I think Coro is really neat
I also think Coro is extremely clever code. And its author, an extremely clever coder. There have even been a few occasions when I have sorely wished that Coro ran on my platform. There is no reason it shouldn't. The basic, underlying longjump mechanism works natively just fine--it is used for exception handling. It's just the implementation that prevents it.
And my recognition of the author's skills and knowledge are what makes me think that his diatribe in the Coro POD, is neither ignorance nor confusion> But simple politicking of the worst kind. Done in the full knowledge and aforethought of malice, that it is both factually incorrect, and likely to lead some--like binary perhaps--into confusion.
I think that if there is any real confusion, it comes because Linux treats threads and processes very similarly. To the extent that some versions of top actually list the threads of a single process as if they were separate processes.
To quote
Threads of execution, often shortened to threads, are the objects of activity within the process. Each thread includes a unique program counter, process stack, and set of processor registers. The kernel schedules individual threads, not processes. In traditional Unix systems, each process consists of one thread. In modern systems, however, multithreaded programs—those that consist of more than one thread—are common. As you will see later, Linux has a unique implementation of threads: It does not differentiate between threads and processes. To Linux, a thread is just a special kind of process.
The thing that makes them "special", is that they share address space. Perl's threads also share address space at the C level.
It is the programming model that ithreads layers on top of those underlying kernel threads, that restricts the access of individual threads within the process, to subsets of the full memory allocated to that process.
It does this by segregating memory allocations made by different threads, to different segments ("arenas") of the memory allocated to the process. But it is only Perl and the threading model chosen, that enforces this segregation; not the OS. Indeed, the segregation is quite easily defeated.
The choice of an 'explicitly-shared only' model was a) a concious choice; b) done with very good reason.
And IMO c) will in the longer term be seen as both inspired, and "the way to go".

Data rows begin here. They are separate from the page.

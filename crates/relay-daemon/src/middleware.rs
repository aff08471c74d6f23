// SPDX-License-Identifier: MIT OR Apache-2.0
//! Middleware stack for the Relay daemon HTTP API.

use axum::{
    extract::Request,
    http::HeaderValue,
    middleware::Next,
    response::Response,
};
use std::time::Instant;
use tracing::info;
use uuid::Uuid;

/// A unique request identifier, available as an Axum extension.
#[derive(Debug, Clone, Copy, PartialEq, Eq, Hash)]
pub struct RequestId(pub Uuid);

/// Axum middleware that generates a [`RequestId`] for each request and sets
/// the `X-Request-Id` response header.
pub async fn request_id_middleware(mut req: Request, next: Next) -> Response {
    let id = RequestId(Uuid::new_v4());
    req.extensions_mut().insert(id);
    let mut resp = next.run(req).await;
    if let Ok(value) = HeaderValue::from_str(&id.0.to_string()) {
        resp.headers_mut().insert("x-request-id", value);
    }
    resp
}

/// Axum middleware that logs method, path, status code, and duration for
/// each request using [`tracing`] structured fields.
pub async fn request_logger(req: Request, next: Next) -> Response {
    let method = req.method().clone();
    let path = req.uri().path().to_owned();
    let start = Instant::now();

    let resp = next.run(req).await;

    let duration = start.elapsed();
    let status = resp.status().as_u16();

    info!(
        http.method = %method,
        http.path = %path,
        http.status = status,
        http.duration_ms = duration.as_millis() as u64,
        "request completed"
    );

    resp
}
// SPDX-License-Identifier: MIT OR Apache-2.0
//! HMAC-SHA256 signing for webhook payloads.
//!
//! Signatures travel as lowercase hex, optionally prefixed `sha256=`.
//! Verification is constant-time via the `hmac` crate.

use hmac::{Hmac, Mac};
use sha2::Sha256;

type HmacSha256 = Hmac<Sha256>;

/// Header webhook callers put the signature in.
pub const SIGNATURE_HEADER: &str = "x-signature";

/// Compute the hex HMAC-SHA256 signature of `body` under `secret`.
pub fn sign(secret: &str, body: &[u8]) -> String {
    let mut mac =
        HmacSha256::new_from_slice(secret.as_bytes()).expect("HMAC accepts any key length");
    mac.update(body);
    hex::encode(mac.finalize().into_bytes())
}

/// Verify a hex signature (with or without a `sha256=` prefix) over `body`.
pub fn verify(secret: &str, body: &[u8], signature: &str) -> bool {
    let hex_part = signature.strip_prefix("sha256=").unwrap_or(signature);
    let Ok(expected) = hex::decode(hex_part) else {
        return false;
    };
    let mut mac =
        HmacSha256::new_from_slice(secret.as_bytes()).expect("HMAC accepts any key length");
    mac.update(body);
    mac.verify_slice(&expected).is_ok()
}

The current implementation lets it down somewhat because of its memory-hungriness, and (lack of) speed. But this could (and hopefully, soon will be) addressed. The main problem with the current implementation is that is uses a 'double-tieing' mechanism for the scalars held in shared aggregate structures.

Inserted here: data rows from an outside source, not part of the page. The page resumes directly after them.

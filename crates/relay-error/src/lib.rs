//! Error taxonomy for the Relay bus.
//!
//! Everything that can go wrong on a Relay surface carries an [`ErrorCode`]:
//! a short machine-stable tag the HTTP edge translates into a status code.
//! The tags are wire contract; renaming one is a breaking change even if no
//! Rust type moves. [`RelayError`] pairs a code with a human-readable
//! message, structured detail for diagnostics, and an optional cause for
//! `std::error::Error` chaining; [`WireError`] is its JSON-safe projection.

#![deny(unsafe_code)]
#![warn(missing_docs)]

use serde::{Deserialize, Serialize};
use serde_json::{Map, Value};
use std::error::Error as StdError;
use std::fmt;
use std::sync::Arc;

// ---------------------------------------------------------------------------
// ErrorCategory
// ---------------------------------------------------------------------------

/// Subsystem family an [`ErrorCode`] originates from.
#[derive(Debug, Clone, Copy, PartialEq, Eq, Hash, Serialize, Deserialize)]
#[serde(rename_all = "snake_case")]
pub enum ErrorCategory {
    /// Subject grammar / pattern errors.
    Subject,
    /// Message log and status-transition errors.
    Message,
    /// Endpoint registry errors.
    Endpoint,
    /// Delivery engine errors.
    Delivery,
    /// Adapter catalog and lifecycle errors.
    Adapter,
    /// Binding store errors.
    Binding,
    /// Configuration errors.
    Config,
    /// Durable storage errors.
    Storage,
    /// Catch-all for unexpected internal errors.
    Internal,
}

impl fmt::Display for ErrorCategory {
    fn fmt(&self, f: &mut fmt::Formatter<'_>) -> fmt::Result {
        let s = match self {
            Self::Subject => "subject",
            Self::Message => "message",
            Self::Endpoint => "endpoint",
            Self::Delivery => "delivery",
            Self::Adapter => "adapter",
            Self::Binding => "binding",
            Self::Config => "config",
            Self::Storage => "storage",
            Self::Internal => "internal",
        };
        f.write_str(s)
    }
}

// ---------------------------------------------------------------------------
// ErrorCode
// ---------------------------------------------------------------------------

/// Stable machine-readable tag for one failure kind.
///
/// Serialises as the `SCREAMING_SNAKE_CASE` string returned by
/// [`ErrorCode::as_str`]; clients switch on that string, never on HTTP
/// status alone.
#[derive(Debug, Clone, Copy, PartialEq, Eq, Hash, Serialize, Deserialize)]
#[serde(rename_all = "SCREAMING_SNAKE_CASE")]
pub enum ErrorCode {
    // -- Subject --
    /// Subject or pattern failed grammar validation.
    InvalidSubject,

    // -- Message --
    /// A status transition out of a terminal state was attempted.
    InvalidTransition,
    /// An envelope id collided with an existing one.
    DuplicateId,

    // -- Endpoint --
    /// The subject is already registered to a different owner.
    DuplicateEndpoint,

    // -- Delivery --
    /// Fan-out reached subscribers but none accepted the envelope.
    PublishFailed,

    // -- Adapter --
    /// The adapter type is not in the catalog.
    UnknownType,
    /// The manifest forbids a second instance of this type.
    MultiInstanceDenied,
    /// Built-in adapters cannot be removed.
    RemoveBuiltinDenied,
    /// The supplied config does not satisfy the type's field schema.
    ConfigInvalid,

    // -- Binding / generic lookup --
    /// The requested resource (endpoint, adapter, message, binding) is absent.
    NotFound,
    /// Another subsystem holds a conflicting session lock.
    SessionLocked,

    // -- Storage --
    /// The durable store reported an error.
    StorageError,

    // -- Config / gate --
    /// The Relay feature gate is disabled.
    FeatureDisabled,

    // -- Internal --
    /// Catch-all for unexpected internal errors.
    Internal,
}

impl ErrorCode {
    /// The subsystem family this code originates from.
    pub fn category(&self) -> ErrorCategory {
        match self {
            Self::InvalidSubject => ErrorCategory::Subject,
            Self::InvalidTransition | Self::DuplicateId => ErrorCategory::Message,
            Self::DuplicateEndpoint => ErrorCategory::Endpoint,
            Self::PublishFailed => ErrorCategory::Delivery,
            Self::UnknownType
            | Self::MultiInstanceDenied
            | Self::RemoveBuiltinDenied
            | Self::ConfigInvalid => ErrorCategory::Adapter,
            Self::NotFound | Self::SessionLocked => ErrorCategory::Binding,
            Self::StorageError => ErrorCategory::Storage,
            Self::FeatureDisabled => ErrorCategory::Config,
            Self::Internal => ErrorCategory::Internal,
        }
    }

    /// The wire tag (e.g. `"INVALID_SUBJECT"`).
    pub fn as_str(&self) -> &'static str {
        match self {
            Self::InvalidSubject => "INVALID_SUBJECT",
            Self::InvalidTransition => "INVALID_TRANSITION",
            Self::DuplicateId => "DUPLICATE_ID",
            Self::DuplicateEndpoint => "DUPLICATE_ENDPOINT",
            Self::PublishFailed => "PUBLISH_FAILED",
            Self::UnknownType => "UNKNOWN_TYPE",
            Self::MultiInstanceDenied => "MULTI_INSTANCE_DENIED",
            Self::RemoveBuiltinDenied => "REMOVE_BUILTIN_DENIED",
            Self::ConfigInvalid => "CONFIG_INVALID",
            Self::NotFound => "NOT_FOUND",
            Self::SessionLocked => "SESSION_LOCKED",
            Self::StorageError => "STORAGE_ERROR",
            Self::FeatureDisabled => "FEATURE_DISABLED",
            Self::Internal => "INTERNAL",
        }
    }

    /// Wrap this code with a message, producing a [`RelayError`].
    ///
    /// This is the only way to construct one; every error starts from its
    /// code, which keeps call sites honest about the wire contract.
    pub fn with_message(self, message: impl Into<String>) -> RelayError {
        RelayError {
            code: self,
            message: message.into(),
            detail: Map::new(),
            cause: None,
        }
    }
}

impl fmt::Display for ErrorCode {
    fn fmt(&self, f: &mut fmt::Formatter<'_>) -> fmt::Result {
        f.write_str(self.as_str())
    }
}

// ---------------------------------------------------------------------------
// RelayError
// ---------------------------------------------------------------------------

/// A coded Relay error.
///
/// Fields are private; errors are built fluently from their code and read
/// back through accessors, so the code/message pairing can never drift
/// after construction. The cause is reference-counted, which keeps the
/// whole error cheap to clone across task boundaries.
///
/// ```
/// use relay_error::ErrorCode;
///
/// let err = ErrorCode::NotFound
///     .with_message("no adapter with that id")
///     .note("adapter_id", "tg-main");
/// assert_eq!(err.code(), ErrorCode::NotFound);
/// assert!(err.to_string().starts_with("NOT_FOUND: no adapter"));
/// ```
#[derive(Clone)]
pub struct RelayError {
    code: ErrorCode,
    message: String,
    detail: Map<String, Value>,
    cause: Option<Arc<dyn StdError + Send + Sync + 'static>>,
}

impl RelayError {
    /// The stable code.
    pub fn code(&self) -> ErrorCode {
        self.code
    }

    /// The human-readable message.
    pub fn message(&self) -> &str {
        &self.message
    }

    /// Structured diagnostic detail attached via [`RelayError::note`].
    pub fn detail(&self) -> &Map<String, Value> {
        &self.detail
    }

    /// Shorthand for `self.code().category()`.
    pub fn category(&self) -> ErrorCategory {
        self.code.category()
    }

    /// Attach one structured detail entry.
    ///
    /// A value that cannot be serialised is recorded as explanatory text
    /// under the same key; diagnostics never silently vanish.
    pub fn note(mut self, key: impl Into<String>, value: impl Serialize) -> Self {
        let rendered = serde_json::to_value(&value)
            .unwrap_or_else(|e| Value::String(format!("<unserializable: {e}>")));
        self.detail.insert(key.into(), rendered);
        self
    }

    /// Attach the underlying cause.
    pub fn caused_by(mut self, cause: impl StdError + Send + Sync + 'static) -> Self {
        self.cause = Some(Arc::new(cause));
        self
    }

    /// Project into the JSON-safe wire form. The opaque cause survives only
    /// as its rendered text.
    pub fn to_wire(&self) -> WireError {
        WireError {
            code: self.code,
            message: self.message.clone(),
            detail: self.detail.clone(),
            cause: self.cause.as_ref().map(|c| c.to_string()),
        }
    }
}

impl fmt::Display for RelayError {
    fn fmt(&self, f: &mut fmt::Formatter<'_>) -> fmt::Result {
        write!(f, "{}: {}", self.code.as_str(), self.message)?;
        if !self.detail.is_empty() {
            f.write_str(" (")?;
            for (i, (key, value)) in self.detail.iter().enumerate() {
                if i > 0 {
                    f.write_str(", ")?;
                }
                write!(f, "{key}={value}")?;
            }
            f.write_str(")")?;
        }
        Ok(())
    }
}

impl fmt::Debug for RelayError {
    fn fmt(&self, f: &mut fmt::Formatter<'_>) -> fmt::Result {
        // Single line: the Display form plus the cause chain, if any.
        write!(f, "RelayError({self}")?;
        if let Some(cause) = &self.cause {
            write!(f, ", cause: {cause}")?;
        }
        f.write_str(")")
    }
}

impl StdError for RelayError {
    fn source(&self) -> Option<&(dyn StdError + 'static)> {
        self.cause
            .as_ref()
            .map(|c| &**c as &(dyn StdError + 'static))
    }
}

// ---------------------------------------------------------------------------
// WireError
// ---------------------------------------------------------------------------

/// JSON projection of a [`RelayError`].
///
/// Empty detail and absent cause are omitted from the serialised form.
#[derive(Debug, Clone, PartialEq, Serialize, Deserialize)]
pub struct WireError {
    /// Stable code tag.
    pub code: ErrorCode,
    /// Human-readable message.
    pub message: String,
    /// Structured diagnostic detail.
    #[serde(default, skip_serializing_if = "Map::is_empty")]
    pub detail: Map<String, Value>,
    /// Rendered text of the original cause, if there was one.
    #[serde(default, skip_serializing_if = "Option::is_none")]
    pub cause: Option<String>,
}

impl WireError {
    /// Rebuild a [`RelayError`] from the wire form.
    ///
    /// The original cause object does not cross the wire; only its text in
    /// [`WireError::cause`] describes it.
    pub fn into_error(self) -> RelayError {
        RelayError {
            code: self.code,
            message: self.message,
            detail: self.detail,
            cause: None,
        }
    }
}

// ---------------------------------------------------------------------------
// Tests
// ---------------------------------------------------------------------------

That is to say, both the AV or HV of a shared structure, and the individual scalars they contain, have attached magic. This means that not only is the size of every aggregate-held scalar, inflated in size by the attached magic, but also that each thread that has visibility of the shared structure, also requires a--relatively lightweight, but still significant--place-holder or alias object to every scalar held in the shared structure. This is both quite costly--and unnecessary.

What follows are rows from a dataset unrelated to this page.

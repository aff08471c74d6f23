// SPDX-License-Identifier: MIT OR Apache-2.0
//! Trace spans and aggregate delivery metrics.
//!
//! A *span* records one event in an envelope's journey; the ordered set of
//! spans sharing a `trace_id` forms the trace. Spans are immutable appends,
//! pruned only by age.

use chrono::{DateTime, Utc};
use schemars::JsonSchema;
use serde::{Deserialize, Serialize};
use std::collections::BTreeMap;
use uuid::Uuid;

/// Kind of event a span records.
#[derive(Clone, Copy, Debug, PartialEq, Eq, Hash, Serialize, Deserialize, JsonSchema)]
#[serde(rename_all = "snake_case")]
pub enum SpanEvent {
    /// A publish entered the engine.
    Publish,
    /// The envelope passed budget checks and was persisted.
    Accept,
    /// One subscriber accepted the envelope.
    Deliver,
    /// The budget evaluator rejected the envelope pre-persist.
    Reject,
    /// A dead-letter record was written.
    DeadLetter,
}

impl SpanEvent {
    /// Stable wire string for this event type.
    pub fn as_str(&self) -> &'static str {
        match self {
            Self::Publish => "publish",
            Self::Accept => "accept",
            Self::Deliver => "deliver",
            Self::Reject => "reject",
            Self::DeadLetter => "dead_letter",
        }
    }

    /// Parse the wire string back into an event type.
    pub fn parse(s: &str) -> Option<Self> {
        match s {
            "publish" => Some(Self::Publish),
            "accept" => Some(Self::Accept),
            "deliver" => Some(Self::Deliver),
            "reject" => Some(Self::Reject),
            "dead_letter" => Some(Self::DeadLetter),
            _ => None,
        }
    }
}

impl std::fmt::Display for SpanEvent {
    fn fmt(&self, f: &mut std::fmt::Formatter<'_>) -> std::fmt::Result {
        f.write_str(self.as_str())
    }
}

/// One event in an envelope's delivery journey.
#[derive(Debug, Clone, PartialEq, Eq, Serialize, Deserialize, JsonSchema)]
pub struct Span {
    /// Trace this span belongs to.
    pub trace_id: Uuid,
    /// Envelope this span describes.
    pub message_id: Uuid,
    /// Parent envelope for derived (re-published) envelopes.
    #[serde(default, skip_serializing_if = "Option::is_none")]
    pub parent_message_id: Option<Uuid>,
    /// Destination subject of the envelope.
    pub subject: String,
    /// Origin subject of the envelope.
    pub from: String,
    /// Subscriber subject for `deliver` spans.
    #[serde(default, skip_serializing_if = "Option::is_none")]
    pub to_subject: Option<String>,
    /// What happened.
    pub event: SpanEvent,
    /// When it happened.
    pub timestamp: DateTime<Utc>,
    /// Handler duration for `deliver` spans, in milliseconds.
    #[serde(default, skip_serializing_if = "Option::is_none")]
    pub duration_ms: Option<u64>,
    /// Error detail for `reject` / failed `deliver` spans.
    #[serde(default, skip_serializing_if = "Option::is_none")]
    pub error: Option<String>,
}

impl Span {
    /// Convenience constructor with the optional fields empty.
    pub fn event(
        trace_id: Uuid,
        message_id: Uuid,
        subject: impl Into<String>,
        from: impl Into<String>,
        event: SpanEvent,
        timestamp: DateTime<Utc>,
    ) -> Self {
        Self {
            trace_id,
            message_id,
            parent_message_id: None,
            subject: subject.into(),
            from: from.into(),
            to_subject: None,
            event,
            timestamp,
            duration_ms: None,
            error: None,
        }
    }
}

/// Aggregate delivery metrics computed over the trace store.
///
/// Latency is `last(deliver.timestamp) - accept.timestamp` per envelope;
/// undelivered envelopes contribute to the counts but not to latency.
#[derive(Debug, Clone, PartialEq, Serialize, Deserialize, JsonSchema, Default)]
pub struct TraceMetrics {
    /// Total envelopes that produced an `accept` or `reject` span.
    pub total_messages: u64,
    /// Envelopes with at least one `deliver` span.
    pub delivered_count: u64,
    /// Envelopes finalized as failed.
    pub failed_count: u64,
    /// Dead-letter counts keyed by reason string.
    pub dead_letter_by_reason: BTreeMap<String, u64>,
    /// Mean accept→last-deliver latency in milliseconds.
    pub avg_delivery_latency_ms: f64,
    /// 95th-percentile accept→last-deliver latency in milliseconds.
    pub p95_delivery_latency_ms: f64,
}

The scalars that live within a tied aggregate don't need to have individually attached magic. (Nor even any physical storage allocation, but that's a twist that we can skip for now.) When a FETCH or STORE is invoked upon a tied array ot hash, the magic attached to the AV or HV has enough information to read or write the actual element without requiring further magic be attached to each individual scalar.
Not only would the removal (or rather the avoidance of attachment) of magic to the individual scalars considerably lessen the size of the shared aggregates, it would also remove the need for per-thread place-holders for them also. So, each thread would retain a single, lightweight reference to the shared AV or HV, and access it contents through that via it's attached magic, with the result that the memory cost of the shared aggregate is further reduced.
The final icing on the cake is that indirecting through only one level of magic instead of two would considerably speed up accesses.
In a nutshell, you can wrap a class around an aggregate with having to make the individual elements of that aggregate objects in their own right. And the memory and performance saving of that are legion. And this could (and will if I ever master the intricacies of XS) be implemented now.
But none of this detracts from either the desirability of preventing the unintentional, accidental sharing of thread-specific data; nor the usability of the current implementation. Just as with regexes (and every other aspect of Perl, and other languages), implementations can be improved, incrementally over time. Provided that the basic programming model is right.
And (IMO) the ithreads model is.
Examine what is said, not who speaks -- Silence betokens consent -- Love the truth but pardon error.
"Science is about questioning the status quo. Questioning authority".
In the absence of evidence, opinion is indistinguishable from prejudice.